For each record below, give an exact transcription.

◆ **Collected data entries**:
● ● ● ●

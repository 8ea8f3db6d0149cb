pub mod http;
pub mod lastfm;

use crate::error::ResolveError;

/// 원격 자원을 바이트로 가져오는 HTTP 소스 트레이트.
/// 실제 구현은 reqwest 블로킹 클라이언트이며, 테스트에서는 가짜 구현을 주입한다.
pub trait HttpSource {
    /// URL에 GET 요청을 보내 2xx 응답 본문을 반환한다.
    /// 전송 실패나 2xx가 아닌 응답은 오류로 반환한다.
    fn get(&self, url: &str) -> Result<Vec<u8>, ResolveError>;
}

impl<T: HttpSource + ?Sized> HttpSource for &T {
    fn get(&self, url: &str) -> Result<Vec<u8>, ResolveError> {
        (**self).get(url)
    }
}

/// 로그와 오류 메시지에 API 키가 남지 않도록 `api_key` 쿼리 값을 가린다.
pub fn redact_api_key(url: &str) -> String {
    let Some(start) = url.find("api_key=").map(|i| i + "api_key=".len()) else {
        return url.to_string();
    };
    let end = url[start..].find('&').map_or(url.len(), |i| start + i);
    format!("{}***{}", &url[..start], &url[end..])
}
pub mod artwork;
pub mod resolver;
pub mod widget;
mod cli;
mod config;
mod core;
mod error;
mod models;
mod server;
mod sources;

#[cfg(test)]
mod test_utils;

use clap::Parser;

fn main() {
    let cli = cli::Cli::parse();
    let cfg = config::load_config();

    let default_level = if cfg.debug { "debug" } else { "info" };
    env_logger::Builder::from_env(env_logger::Env::default().default_filter_or(default_level))
        .init();

    if let Err(e) = cli::run(cli, cfg) {
        eprintln!("오류: {:#}", e);
        std::process::exit(1);
    }
}
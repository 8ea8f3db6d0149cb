use std::time::Duration;

use anyhow::{Context, Result};

use crate::error::ResolveError;
use crate::sources::{redact_api_key, HttpSource};

/// 원격 호출 하나당 허용하는 최대 시간.
pub const REQUEST_TIMEOUT: Duration = Duration::from_secs(10);

const USER_AGENT: &str = concat!("pastfm/", env!("CARGO_PKG_VERSION"));

/// reqwest 블로킹 클라이언트 기반 HTTP 소스.
/// 상태를 갖지 않으므로 여러 스레드에서 공유해도 된다.
pub struct BlockingHttp {
    client: reqwest::blocking::Client,
}

impl BlockingHttp {
    /// 새 클라이언트를 생성한다. 타임아웃과 User-Agent 헤더를 설정한다.
    pub fn new() -> Result<Self> {
        let client = reqwest::blocking::Client::builder()
            .user_agent(USER_AGENT)
            .timeout(REQUEST_TIMEOUT)
            .build()
            .context("HTTP 클라이언트 생성에 실패했습니다")?;

        Ok(Self { client })
    }
}

impl HttpSource for BlockingHttp {
    fn get(&self, url: &str) -> Result<Vec<u8>, ResolveError> {
        let transport = |e: reqwest::Error| ResolveError::Transport {
            url: redact_api_key(url),
            source: Box::new(e.without_url()),
        };

        let resp = self.client.get(url).send().map_err(transport)?;

        let status = resp.status();
        if !status.is_success() {
            return Err(ResolveError::Status {
                url: redact_api_key(url),
                status: status.as_u16(),
            });
        }

        let bytes = resp.bytes().map_err(transport)?;
        Ok(bytes.to_vec())
    }
}
//! Time-overlap calculator: luck-cycle/transit convergence weighting.
//!
//! Models whether the currently active Saju luck-cycle elements (daeun and
//! saeun) resonate with the currently active astrological transits. Each
//! of the five elements reinforces a fixed set of transit tags; matches
//! raise the multiplicative weight applied to a domain's fused score.
//!
//! # Algorithm
//!
//! Start from a baseline weight of 1.0. For each distinct active transit
//! in the daeun element's affinity set add 0.15; for each in the saeun
//! element's set add 0.10; cap the total at 1.5. The raw match count
//! (daeun 1.0, saeun 0.5 per match) is reported as `overlap_strength`,
//! halved when either side of the domain has no drivers.

use serde::{Deserialize, Serialize};
use tracing::trace;

use crate::config::constants::overlap as consts;
use crate::types::astro::TransitTag;
use crate::types::saju::FiveElement;

/// Transit tags reinforced by each element.
///
/// Fire resonates with the expansive and luminous transits, water with the
/// hidden and dissolving ones, and so on. The table is symmetric input to
/// both luck-cycle levels.
pub fn element_transit_affinity(element: FiveElement) -> &'static [TransitTag] {
    match element {
        FiveElement::Wood => &[
            TransitTag::JupiterReturn,
            TransitTag::NewMoon,
            TransitTag::UranusOpposition,
        ],
        FiveElement::Fire => &[
            TransitTag::JupiterReturn,
            TransitTag::SolarEclipse,
            TransitTag::MarsRetrograde,
            TransitTag::FullMoon,
        ],
        FiveElement::Earth => &[
            TransitTag::SaturnReturn,
            TransitTag::VenusRetrograde,
            TransitTag::NewMoon,
        ],
        FiveElement::Metal => &[
            TransitTag::SaturnReturn,
            TransitTag::MercuryRetrograde,
            TransitTag::UranusOpposition,
        ],
        FiveElement::Water => &[
            TransitTag::LunarEclipse,
            TransitTag::NeptuneSquare,
            TransitTag::PlutoTransit,
            TransitTag::FullMoon,
        ],
    }
}

/// Result of the time-overlap computation for one domain.
#[derive(Debug, Clone, Copy, PartialEq, Serialize, Deserialize)]
pub struct TimeOverlap {
    /// Raw convergence strength, >= 0.
    pub overlap_strength: f32,
    /// Multiplicative weight in [1.0, 1.5].
    pub time_overlap_weight: f32,
}

impl Default for TimeOverlap {
    fn default() -> Self {
        Self {
            overlap_strength: 0.0,
            time_overlap_weight: consts::BASELINE_WEIGHT,
        }
    }
}

/// Count distinct active transits matching an element's affinity set.
fn affinity_matches(element: Option<FiveElement>, active: &[TransitTag]) -> usize {
    let Some(element) = element else { return 0 };
    let affinities = element_transit_affinity(element);
    affinities.iter().filter(|tag| active.contains(tag)).count()
}

/// Compute luck-cycle/transit convergence for one domain.
///
/// `saju_driver_count` / `astro_driver_count` are the sizes of the
/// domain's driver lists; a convergence with no domain signal on either
/// side reports damped strength. The weight itself depends only on the
/// luck-cycle elements and the transit list, so holding transits fixed and
/// changing the daeun element changes the weight, and an element with more
/// affinity matches always weighs strictly higher than one with fewer.
pub fn compute_time_overlap(
    daeun: Option<FiveElement>,
    saeun: Option<FiveElement>,
    active_transits: &[TransitTag],
    saju_driver_count: usize,
    astro_driver_count: usize,
) -> TimeOverlap {
    // Distinct transits only; upstream may repeat tags.
    let mut active: Vec<TransitTag> = active_transits.to_vec();
    active.sort_unstable();
    active.dedup();

    let daeun_matches = affinity_matches(daeun, &active);
    let saeun_matches = affinity_matches(saeun, &active);

    let weight = (consts::BASELINE_WEIGHT
        + consts::DAEUN_INCREMENT * daeun_matches as f32
        + consts::SAEUN_INCREMENT * saeun_matches as f32)
        .min(consts::WEIGHT_CAP);

    let mut strength = consts::DAEUN_STRENGTH * daeun_matches as f32
        + consts::SAEUN_STRENGTH * saeun_matches as f32;
    if saju_driver_count == 0 || astro_driver_count == 0 {
        strength *= consts::NO_DRIVER_DAMPING;
    }

    trace!(
        daeun_matches,
        saeun_matches,
        weight,
        strength,
        "time overlap computed"
    );

    TimeOverlap {
        overlap_strength: strength,
        time_overlap_weight: weight,
    }
}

● ● ● ●

◆ **WRITTEN RESPONSE**:
repository 8ea8f3db6d0149cb
pub mod http;
pub mod lastfm;

use crate::error::ResolveError;

/// 원격 자원을 바이트로 가져오는 HTTP 소스 트레이트.
/// 실제 구현은 reqwest 블로킹 클라이언트이며, 테스트에서는 가짜 구현을 주입한다.
pub trait HttpSource {
    /// URL에 GET 요청을 보내 2xx 응답 본문을 반환한다.
    /// 전송 실패나 2xx가 아닌 응답은 오류로 반환한다.
    fn get(&self, url: &str) -> Result<Vec<u8>, ResolveError>;
}

impl<T: HttpSource + ?Sized> HttpSource for &T {
    fn get(&self, url: &str) -> Result<Vec<u8>, ResolveError> {
        (**self).get(url)
    }
}

/// 로그와 오류 메시지에 API 키가 남지 않도록 `api_key` 쿼리 값을 가린다.
pub fn redact_api_key(url: &str) -> String {
    let Some(start) = url.find("api_key=").map(|i| i + "api_key=".len()) else {
        return url.to_string();
    };
    let end = url[start..].find('&').map_or(url.len(), |i| start + i);
    format!("{}***{}", &url[..start], &url[end..])
}
pub mod artwork;
pub mod resolver;
pub mod widget;
mod cli;
mod config;
mod core;
mod error;
mod models;
mod server;
mod sources;

#[cfg(test)]
mod test_utils;

use clap::Parser;

fn main() {
    let cli = cli::Cli::parse();
    let cfg = config::load_config();

    let default_level = if cfg.debug { "debug" } else { "info" };
    env_logger::Builder::from_env(env_logger::Env::default().default_filter_or(default_level))
        .init();

    if let Err(e) = cli::run(cli, cfg) {
        eprintln!("오류: {:#}", e);
        std::process::exit(1);
    }
}
repository 8ea8f3db6d0149cb
use std::time::Duration;

use anyhow::{Context, Result};

use crate::error::ResolveError;
use crate::sources::{redact_api_key, HttpSource};

/// 원격 호출 하나당 허용하는 최대 시간.
pub const REQUEST_TIMEOUT: Duration = Duration::from_secs(10);

const USER_AGENT: &str = concat!("pastfm/", env!("CARGO_PKG_VERSION"));

/// reqwest 블로킹 클라이언트 기반 HTTP 소스.
/// 상태를 갖지 않으므로 여러 스레드에서 공유해도 된다.
pub struct BlockingHttp {
    client: reqwest::blocking::Client,
}

impl BlockingHttp {
    /// 새 클라이언트를 생성한다. 타임아웃과 User-Agent 헤더를 설정한다.
    pub fn new() -> Result<Self> {
        let client = reqwest::blocking::Client::builder()
            .user_agent(USER_AGENT)
            .timeout(REQUEST_TIMEOUT)
            .build()
            .context("HTTP 클라이언트 생성에 실패했습니다")?;

        Ok(Self { client })
    }
}

impl HttpSource for BlockingHttp {
    fn get(&self, url: &str) -> Result<Vec<u8>, ResolveError> {
        let transport = |e: reqwest::Error| ResolveError::Transport {
            url: redact_api_key(url),
            source: Box::new(e.without_url()),
        };

        let resp = self.client.get(url).send().map_err(transport)?;

        let status = resp.status();
        if !status.is_success() {
            return Err(ResolveError::Status {
                url: redact_api_key(url),
                status: status.as_u16(),
            });
        }

        let bytes = resp.bytes().map_err(transport)?;
        Ok(bytes.to_vec())
    }
}
//! Time-overlap calculator: luck-cycle/transit convergence weighting.
//!
//! Models whether the currently active Saju luck-cycle elements (daeun and
//! saeun) resonate with the currently active astrological transits. Each
//! of the five elements reinforces a fixed set of transit tags; matches
//! raise the multiplicative weight applied to a domain's fused score.
//!
//! # Algorithm
//!
//! Start from a baseline weight of 1.0. For each distinct active transit
//! in the daeun element's affinity set add 0.15; for each in the saeun
//! element's set add 0.10; cap the total at 1.5. The raw match count
//! (daeun 1.0, saeun 0.5 per match) is reported as `overlap_strength`,
//! halved when either side of the domain has no drivers.

use serde::{Deserialize, Serialize};
use tracing::trace;

use crate::config::constants::overlap as consts;
use crate::types::astro::TransitTag;
use crate::types::saju::FiveElement;

/// Transit tags reinforced by each element.
///
/// Fire resonates with the expansive and luminous transits, water with the
/// hidden and dissolving ones, and so on. The table is symmetric input to
/// both luck-cycle levels.
pub fn element_transit_affinity(element: FiveElement) -> &'static [TransitTag] {
    match element {
        FiveElement::Wood => &[
            TransitTag::JupiterReturn,
            TransitTag::NewMoon,
            TransitTag::UranusOpposition,
        ],
        FiveElement::Fire => &[
            TransitTag::JupiterReturn,
            TransitTag::SolarEclipse,
            TransitTag::MarsRetrograde,
            TransitTag::FullMoon,
        ],
        FiveElement::Earth => &[
            TransitTag::SaturnReturn,
            TransitTag::VenusRetrograde,
            TransitTag::NewMoon,
        ],
        FiveElement::Metal => &[
            TransitTag::SaturnReturn,
            TransitTag::MercuryRetrograde,
            TransitTag::UranusOpposition,
        ],
        FiveElement::Water => &[
            TransitTag::LunarEclipse,
            TransitTag::NeptuneSquare,
            TransitTag::PlutoTransit,
            TransitTag::FullMoon,
        ],
    }
}

/// Result of the time-overlap computation for one domain.
#[derive(Debug, Clone, Copy, PartialEq, Serialize, Deserialize)]
pub struct TimeOverlap {
    /// Raw convergence strength, >= 0.
    pub overlap_strength: f32,
    /// Multiplicative weight in [1.0, 1.5].
    pub time_overlap_weight: f32,
}

impl Default for TimeOverlap {
    fn default() -> Self {
        Self {
            overlap_strength: 0.0,
            time_overlap_weight: consts::BASELINE_WEIGHT,
        }
    }
}

/// Count distinct active transits matching an element's affinity set.
fn affinity_matches(element: Option<FiveElement>, active: &[TransitTag]) -> usize {
    let Some(element) = element else { return 0 };
    let affinities = element_transit_affinity(element);
    affinities.iter().filter(|tag| active.contains(tag)).count()
}

/// Compute luck-cycle/transit convergence for one domain.
///
/// `saju_driver_count` / `astro_driver_count` are the sizes of the
/// domain's driver lists; a convergence with no domain signal on either
/// side reports damped strength. The weight itself depends only on the
/// luck-cycle elements and the transit list, so holding transits fixed and
/// changing the daeun element changes the weight, and an element with more
/// affinity matches always weighs strictly higher than one with fewer.
pub fn compute_time_overlap(
    daeun: Option<FiveElement>,
    saeun: Option<FiveElement>,
    active_transits: &[TransitTag],
    saju_driver_count: usize,
    astro_driver_count: usize,
) -> TimeOverlap {
    // Distinct transits only; upstream may repeat tags.
    let mut active: Vec<TransitTag> = active_transits.to_vec();
    active.sort_unstable();
    active.dedup();

    let daeun_matches = affinity_matches(daeun, &active);
    let saeun_matches = affinity_matches(saeun, &active);

    let weight = (consts::BASELINE_WEIGHT
        + consts::DAEUN_INCREMENT * daeun_matches as f32
        + consts::SAEUN_INCREMENT * saeun_matches as f32)
        .min(consts::WEIGHT_CAP);

    let mut strength = consts::DAEUN_STRENGTH * daeun_matches as f32
        + consts::SAEUN_STRENGTH * saeun_matches as f32;
    if saju_driver_count == 0 || astro_driver_count == 0 {
        strength *= consts::NO_DRIVER_DAMPING;
    }

    trace!(
        daeun_matches,
        saeun_matches,
        weight,
        strength,
        "time overlap computed"
    );

    TimeOverlap {
        overlap_strength: strength,
        time_overlap_weight: weight,
    }
}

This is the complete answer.